This song is absolutely riddled with melody and hooks, from beginning to end, ebbing and flowing like all good prog songs should do while never departing entirely from a mainstream pop vibe, and even containing a rising section that might have been taken from ‘MacArthur Park’.
Frankly, it’s got everything and I wouldn’t be surprised to hear it on Radio 2 here in the UK; it ticks all the boxes where Britain’s biggest radio station is concerned.
Lehnberg (Sweden) No News (single) (Ambient/EDM)
(David) Lehnberg has had more bands than I’ve had hot dinners, the most notable probably being the incomparable The Deer Tracks with Elin Lindfors (now Skeppstedt), and in 2024 he was in one of his periodic solo moods with this enigmatic piece, ‘No News’.
The philosophy behind ‘No News’ is simple enough to Lehnberg:
”According to the media, the world is made up of hate, violence, and suffering. It’s like someone forced you to watch horror movies all day, every day. Expose yourself to this doomsday bias regularly, and it will shape how you think and feel. You will get angry and suspicious. But most of all, you’ll end up afraid. Fortunately, it’s reversible. When you stop watching the news, you will soon experience less anger, less anxiety, and less sadness.
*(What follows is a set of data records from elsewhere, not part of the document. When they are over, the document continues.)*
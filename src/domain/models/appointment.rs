use serde::{Deserialize, Serialize};
use uuid::Uuid;
use chrono::{DateTime, NaiveDateTime, Utc};
use sqlx::FromRow;

use crate::domain::models::service::Service;

pub const STATUS_CONFIRMED: &str = "CONFIRMED";
pub const STATUS_COMPLETED: &str = "COMPLETED";
pub const STATUS_CANCELLED: &str = "CANCELLED";

/// Copy of a service at booking time, so later catalog edits do not change
/// historical appointments.
#[derive(Debug, Serialize, Deserialize, Clone)]
pub struct ServiceSnapshot {
    pub id: String,
    pub name: String,
    pub duration_min: i32,
    pub price: i64,
}

impl From<&Service> for ServiceSnapshot {
    fn from(service: &Service) -> Self {
        Self {
            id: service.id.clone(),
            name: service.name.clone(),
            duration_min: service.duration_min,
            price: service.price,
        }
    }
}

/// `start_time`/`end_time` are venue-local wall-clock instants. The range
/// never changes after creation; rescheduling is cancel + recreate.
#[derive(Debug, Serialize, Deserialize, FromRow, Clone)]
pub struct Appointment {
    pub id: String,
    pub venue_id: String,
    pub professional_id: String,
    pub customer_id: String,
    pub services_json: String,
    pub start_time: NaiveDateTime,
    pub end_time: NaiveDateTime,
    pub total_price: i64,
    pub customer_name: String,
    pub customer_phone: String,
    pub status: String,
    pub recurrence_id: Option<String>,
    pub recurrence_type: Option<String>,
    pub created_at: DateTime<Utc>,
}

pub struct NewAppointmentParams {
    pub venue_id: String,
    pub professional_id: String,
    pub customer_id: String,
    pub services: Vec<ServiceSnapshot>,
    pub start_time: NaiveDateTime,
    pub end_time: NaiveDateTime,
    pub customer_name: String,
    pub customer_phone: String,
    pub recurrence_id: Option<String>,
    pub recurrence_type: Option<String>,
}

impl Appointment {
    pub fn new(params: NewAppointmentParams) -> Self {
        let total_price = params.services.iter().map(|s| s.price).sum();
        let services_json =
            serde_json::to_string(&params.services).unwrap_or_else(|_| "[]".to_string());

        Self {
            id: Uuid::new_v4().to_string(),
            venue_id: params.venue_id,
            professional_id: params.professional_id,
            customer_id: params.customer_id,
            services_json,
            start_time: params.start_time,
            end_time: params.end_time,
            total_price,
            customer_name: params.customer_name,
            customer_phone: params.customer_phone,
            status: STATUS_CONFIRMED.to_string(),
            recurrence_id: params.recurrence_id,
            recurrence_type: params.recurrence_type,
            created_at: Utc::now(),
        }
    }

    pub fn services(&self) -> Vec<ServiceSnapshot> {
        serde_json::from_str(&self.services_json).unwrap_or_default()
    }
}
use axum::{extract::{Path, Query, State}, response::IntoResponse, Json};
use chrono::{Duration, NaiveDate};
use chrono_tz::Tz;
use std::collections::HashMap;
use std::sync::Arc;
use tracing::info;

use crate::api::dtos::responses::{ArrivalOrderResponse, SlotsResponse};
use crate::domain::services::schedule::resolve_day;
use crate::domain::services::slots::{generate_slots, DayAvailability};
use crate::error::AppError;
use crate::state::AppState;

/// Bookable start times for one professional, date, and service selection.
/// Arrival-order days answer with `{"arrival_order": true}` instead of a
/// slot list so callers can present walk-in service, not "fully booked".
pub async fn get_availability(
    State(state): State<Arc<AppState>>,
    Path(venue_id): Path<String>,
    Query(params): Query<HashMap<String, String>>,
) -> Result<impl IntoResponse, AppError> {
    let date_str = params.get("date").ok_or(AppError::Validation("date required".into()))?;
    let professional_id = params
        .get("professional_id")
        .ok_or(AppError::Validation("professional_id required".into()))?;
    let service_ids_str = params
        .get("service_ids")
        .ok_or(AppError::Validation("service_ids required".into()))?;

    let date = NaiveDate::parse_from_str(date_str, "%Y-%m-%d")
        .map_err(|_| AppError::Validation("Invalid date format".into()))?;

    let service_ids: Vec<String> = service_ids_str
        .split(',')
        .map(|s| s.trim().to_string())
        .filter(|s| !s.is_empty())
        .collect();
    if service_ids.is_empty() {
        return Err(AppError::Validation("service_ids required".into()));
    }

    let venue = state.venue_repo.find_by_id(&venue_id).await?
        .ok_or(AppError::NotFound("Venue not found".into()))?;
    let professional = state.professional_repo.find_by_id(&venue_id, professional_id).await?
        .ok_or(AppError::NotFound("Professional not found".into()))?;

    let services = state.service_repo.find_by_ids(&venue_id, &service_ids).await?;
    for id in &service_ids {
        if !services.iter().any(|s| &s.id == id) {
            return Err(AppError::Validation(format!("Service not found: {}", id)));
        }
    }
    let total_duration: i64 = services.iter().map(|s| s.duration_min as i64).sum();

    info!(
        venue_id = %venue_id,
        professional_id = %professional.id,
        date = %date,
        total_duration,
        "Availability check"
    );

    let day_start = date.and_hms_opt(0, 0, 0).expect("midnight exists");
    let day_end = day_start + Duration::days(1);

    let appointments = state
        .appointment_repo
        .list_for_professional(&venue_id, &professional.id, day_start, day_end)
        .await?;
    let blocks = state
        .block_repo
        .list_for_professional(&venue_id, &professional.id, day_start, day_end)
        .await?;

    let venue_hours = venue.week_schedule();
    let pro_hours = professional.week_schedule();
    let day = resolve_day(&venue_hours, pro_hours.as_ref(), date)?;

    let tz: Tz = venue.timezone.parse().unwrap_or(chrono_tz::UTC);
    let now_local = state.clock.now_utc().with_timezone(&tz).naive_local();

    let availability = generate_slots(
        day.as_ref(),
        date,
        &venue.settings(),
        total_duration,
        &appointments,
        &blocks,
        now_local,
    );

    match availability {
        DayAvailability::ArrivalOrder => {
            Ok(Json(ArrivalOrderResponse { arrival_order: true }).into_response())
        }
        DayAvailability::Slots(slots) => Ok(Json(SlotsResponse {
            date: date.format("%Y-%m-%d").to_string(),
            slots: slots.iter().map(|t| t.format("%H:%M").to_string()).collect(),
        })
        .into_response()),
    }
}
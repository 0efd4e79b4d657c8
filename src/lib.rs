pub mod api;
pub mod config;
pub mod domain;
pub mod error;
pub mod infra;
pub mod state;

use crate::config::Config;
use crate::infra::factory::bootstrap_state;
use api::router::create_router;
use std::sync::Arc;
use tracing::info;
use tracing_appender::non_blocking::WorkerGuard;
use tracing_subscriber::{layer::SubscriberExt, util::SubscriberInitExt, EnvFilter, Layer};

pub fn init_logging() -> WorkerGuard {
    let file_appender = tracing_appender::rolling::daily("./logs", "salon-backend.log");
    let (non_blocking, guard) = tracing_appender::non_blocking(file_appender);

    let file_layer = tracing_subscriber::fmt::layer()
        .with_target(true)
        .json()
        .with_writer(non_blocking)
        .with_filter(EnvFilter::new("info,salon_backend=debug"));

    let stdout_layer = tracing_subscriber::fmt::layer()
        .pretty()
        .with_target(false)
        .with_filter(EnvFilter::try_from_default_env().unwrap_or_else(|_| "info".into()));

    tracing_subscriber::registry()
        .with(stdout_layer)
        .with(file_layer)
        .init();

    info!("Logging initialized. Writing JSON logs to ./logs/");
    guard
}

pub async fn run() {
    let _guard = init_logging();

    let config = Config::from_env();
    let state = bootstrap_state(&config).await;
    let state_arc = Arc::new(state);

    let app = create_router(state_arc);

    let listener = tokio::net::TcpListener::bind(format!("0.0.0.0:{}", config.port))
        .await
        .unwrap();

    info!("🚀 Server running on port {}", config.port);
    axum::serve(listener, app).await.unwrap();
}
It’s one of the easiest ways to protect your peace.”
The song opens portentously with big chords over fast snappy percussion before progressing into what could be a theme to Arnie’s Running Manmovie, that character Buzzsaw closing in on Arnie and his jogging mate Amber with evil intent.
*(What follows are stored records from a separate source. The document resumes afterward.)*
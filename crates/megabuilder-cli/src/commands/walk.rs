//! Call parsing and chain driving shared by `exec` and `trace`.

use megabuilder_lib::engine::Tracer;
use megabuilder_lib::{Builder, RecordedCall, Recorder, RuntimeError};

/// One call from the command line: `NAME` or `NAME=ARG,ARG`.
#[derive(Clone, Debug, PartialEq, Eq)]
pub struct Call {
    pub name: String,
    pub args: Vec<String>,
}

pub fn parse_call(token: &str) -> Call {
    match token.split_once('=') {
        Some((name, "")) => Call {
            name: name.to_owned(),
            args: Vec::new(),
        },
        Some((name, args)) => Call {
            name: name.to_owned(),
            args: args.split(',').map(str::to_owned).collect(),
        },
        None => Call {
            name: token.to_owned(),
            args: Vec::new(),
        },
    }
}

/// Make every call in order, then build if asked.
///
/// Returns the calls the chain accepted, as `build` reported them when
/// `build` is set.
pub fn drive<T: Tracer>(
    builder: &mut Builder<Recorder, T>,
    calls: &[Call],
    build: bool,
) -> Result<Vec<RecordedCall>, RuntimeError> {
    for call in calls {
        builder.call(&call.name, call.args.clone())?;
    }
    if build {
        return builder.build();
    }
    Ok(builder.actions().calls().to_vec())
}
A variety of electronic and vocal effects join in until about 75% of the way through its collapses into a beautiful soft instrumental/vocal harmony to play it out; the sort of thing that might belong in the closing credits to the film Cocoon.
If the objective was to contrast the insanity of ‘the news’ with the tranquility of ‘no news’ then it works a treat.
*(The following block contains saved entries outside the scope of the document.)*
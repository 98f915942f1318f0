//! Dispatch instrumentation.
//!
//! [`Builder`](super::Builder) is generic over its tracer, so the
//! [`NoopTracer`] default compiles away while [`PrintTracer`] collects a
//! readable log of the walk.

use megabuilder_core::{Colors, DfaStateId, Term};

use super::error::RuntimeError;

/// How much [`PrintTracer`] records.
#[derive(Clone, Copy, Debug, Default, PartialEq, Eq, PartialOrd, Ord)]
pub enum Verbosity {
    /// Transitions, rejections and builds.
    #[default]
    Default,
    /// Also every attempted call.
    Verbose,
    /// Also the legal callables after every step.
    VeryVerbose,
}

pub trait Tracer {
    /// A call was attempted in `state`.
    fn trace_call(&mut self, state: DfaStateId, callable: &str);

    /// `term` moved the cursor from `from` to `to`.
    fn trace_transition(&mut self, from: DfaStateId, term: &Term, to: DfaStateId);

    /// The cursor rests on `state`, which offers `expected`.
    fn trace_state(&mut self, state: DfaStateId, is_final: bool, expected: &[&str]);

    /// A call was refused; the cursor did not move.
    fn trace_reject(&mut self, state: DfaStateId, callable: &str, error: &RuntimeError);

    /// `build` was attempted in `state`.
    fn trace_build(&mut self, state: DfaStateId, accepted: bool);
}

#[derive(Clone, Copy, Debug, Default)]
pub struct NoopTracer;

impl Tracer for NoopTracer {
    #[inline(always)]
    fn trace_call(&mut self, _state: DfaStateId, _callable: &str) {}

    #[inline(always)]
    fn trace_transition(&mut self, _from: DfaStateId, _term: &Term, _to: DfaStateId) {}

    #[inline(always)]
    fn trace_state(&mut self, _state: DfaStateId, _is_final: bool, _expected: &[&str]) {}

    #[inline(always)]
    fn trace_reject(&mut self, _state: DfaStateId, _callable: &str, _error: &RuntimeError) {}

    #[inline(always)]
    fn trace_build(&mut self, _state: DfaStateId, _accepted: bool) {}
}

/// Collects trace lines in memory.
#[derive(Clone, Debug, Default)]
pub struct PrintTracer {
    verbosity: Verbosity,
    colors: Colors,
    lines: Vec<String>,
}

pub struct PrintTracerBuilder {
    verbosity: Verbosity,
    colored: bool,
}

impl PrintTracerBuilder {
    pub fn verbosity(mut self, verbosity: Verbosity) -> Self {
        self.verbosity = verbosity;
        self
    }

    pub fn colored(mut self, colored: bool) -> Self {
        self.colored = colored;
        self
    }

    pub fn build(self) -> PrintTracer {
        PrintTracer {
            verbosity: self.verbosity,
            colors: Colors::new(self.colored),
            lines: Vec::new(),
        }
    }
}

impl PrintTracer {
    pub fn builder() -> PrintTracerBuilder {
        PrintTracerBuilder {
            verbosity: Verbosity::Default,
            colored: false,
        }
    }

    pub fn lines(&self) -> &[String] {
        &self.lines
    }

    pub fn output(&self) -> String {
        let mut out = self.lines.join("\n");
        if !out.is_empty() {
            out.push('\n');
        }
        out
    }

    /// Writes the collected lines to stderr.
    pub fn print(&self) {
        eprint!("{}", self.output());
    }

    fn state_label(&self, state: DfaStateId) -> String {
        format!("{}{state}{}", self.colors.state, self.colors.reset)
    }
}

impl Tracer for PrintTracer {
    fn trace_call(&mut self, state: DfaStateId, callable: &str) {
        if self.verbosity < Verbosity::Verbose {
            return;
        }
        let line = format!("{} call {callable}", self.state_label(state));
        self.lines.push(line);
    }

    fn trace_transition(&mut self, from: DfaStateId, term: &Term, to: DfaStateId) {
        let c = self.colors;
        let line = format!(
            "{} {}--{} {term} {}-->{} {}",
            self.state_label(from),
            c.dim,
            c.reset,
            c.dim,
            c.reset,
            self.state_label(to)
        );
        self.lines.push(line);
    }

    fn trace_state(&mut self, state: DfaStateId, is_final: bool, expected: &[&str]) {
        if self.verbosity < Verbosity::VeryVerbose {
            return;
        }
        let c = self.colors;
        let accept = if is_final {
            format!(" {}accept{}", c.accept, c.reset)
        } else {
            String::new()
        };
        let line = format!(
            "  {}{accept} {}expects{} [{}]",
            self.state_label(state),
            c.dim,
            c.reset,
            expected.join(", ")
        );
        self.lines.push(line);
    }

    fn trace_reject(&mut self, state: DfaStateId, callable: &str, error: &RuntimeError) {
        let c = self.colors;
        let line = format!(
            "{} {}reject{} {callable}: {error}",
            self.state_label(state),
            c.error,
            c.reset
        );
        self.lines.push(line);
    }

    fn trace_build(&mut self, state: DfaStateId, accepted: bool) {
        let c = self.colors;
        let (color, word) = if accepted {
            (c.accept, "build")
        } else {
            (c.error, "build rejected")
        };
        let line = format!("{} {color}{word}{}", self.state_label(state), c.reset);
        self.lines.push(line);
    }
}
use std::fs;
use std::io::{self, Read};
use std::path::Path;

use megabuilder_lib::Blueprint;

/// Grammar text plus the label diagnostics show for it.
pub struct GrammarSource {
    pub text: String,
    pub path: Option<String>,
}

impl GrammarSource {
    pub fn label(&self) -> &str {
        self.path.as_deref().unwrap_or("<grammar>")
    }
}

pub fn load_grammar_source(
    grammar_path: Option<&Path>,
    grammar_text: Option<&str>,
) -> Result<GrammarSource, String> {
    if let Some(text) = grammar_text {
        return Ok(GrammarSource {
            text: text.to_owned(),
            path: None,
        });
    }

    if let Some(path) = grammar_path {
        if path.as_os_str() == "-" {
            return load_stdin();
        }
        return load_file(path);
    }

    Err("grammar is required: use a positional argument or -g/--grammar".to_string())
}

fn load_stdin() -> Result<GrammarSource, String> {
    let mut buf = String::new();
    io::stdin()
        .read_to_string(&mut buf)
        .map_err(|e| format!("failed to read stdin: {}", e))?;
    Ok(GrammarSource {
        text: buf,
        path: Some("<stdin>".to_owned()),
    })
}

fn load_file(path: &Path) -> Result<GrammarSource, String> {
    let content = fs::read_to_string(path)
        .map_err(|e| format!("failed to read '{}': {}", path.display(), e))?;
    Ok(GrammarSource {
        text: content,
        path: Some(path.to_string_lossy().into_owned()),
    })
}

/// Load and compile, printing diagnostics and exiting on any failure.
pub fn compile_or_exit(
    grammar_path: Option<&Path>,
    grammar_text: Option<&str>,
    color: bool,
) -> (GrammarSource, Blueprint) {
    let source = match load_grammar_source(grammar_path, grammar_text) {
        Ok(source) => source,
        Err(msg) => {
            eprintln!("error: {}", msg);
            std::process::exit(1);
        }
    };

    match Blueprint::compile(&source.text) {
        Ok(blueprint) => (source, blueprint),
        Err(e) => {
            match e.diagnostics() {
                Some(diagnostics) => eprint!(
                    "{}",
                    diagnostics
                        .printer()
                        .source(&source.text)
                        .path(source.label())
                        .colored(color)
                        .render()
                ),
                None => eprintln!("error: {}", e),
            }
            std::process::exit(1);
        }
    }
}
Lights of Skadi (Sweden) – Book of Dead (Orchestral version) (single/future EP track) (Prog metal)
The name ‘Lights of Skadi’ references Norse mythology.
Lights ofSkadi’s background and influences lie in ‘prog metal’, a concoction made in Heaven under the right circumstances I reckon.
Their orchestral versions of songs are inspired by composers such as Hans Zimmer and Ashton Gleckman.
‘Book of Dead (Orchestral Version)’ isn’t quite what I was anticipating. Ominous chords introduce what must count amongst the most cinematic productions ever written.
It’s the music to ‘the Greatest Story Never Told’. I strongly suggest you read the original review!
And play it loud.
It got close to a Top 5 rating.
Maliika (Sweden) Daydreaming (single) (pop)
The renowned Swedish ice cream seller returned this year with another of those dreamy pop songs at which she excels.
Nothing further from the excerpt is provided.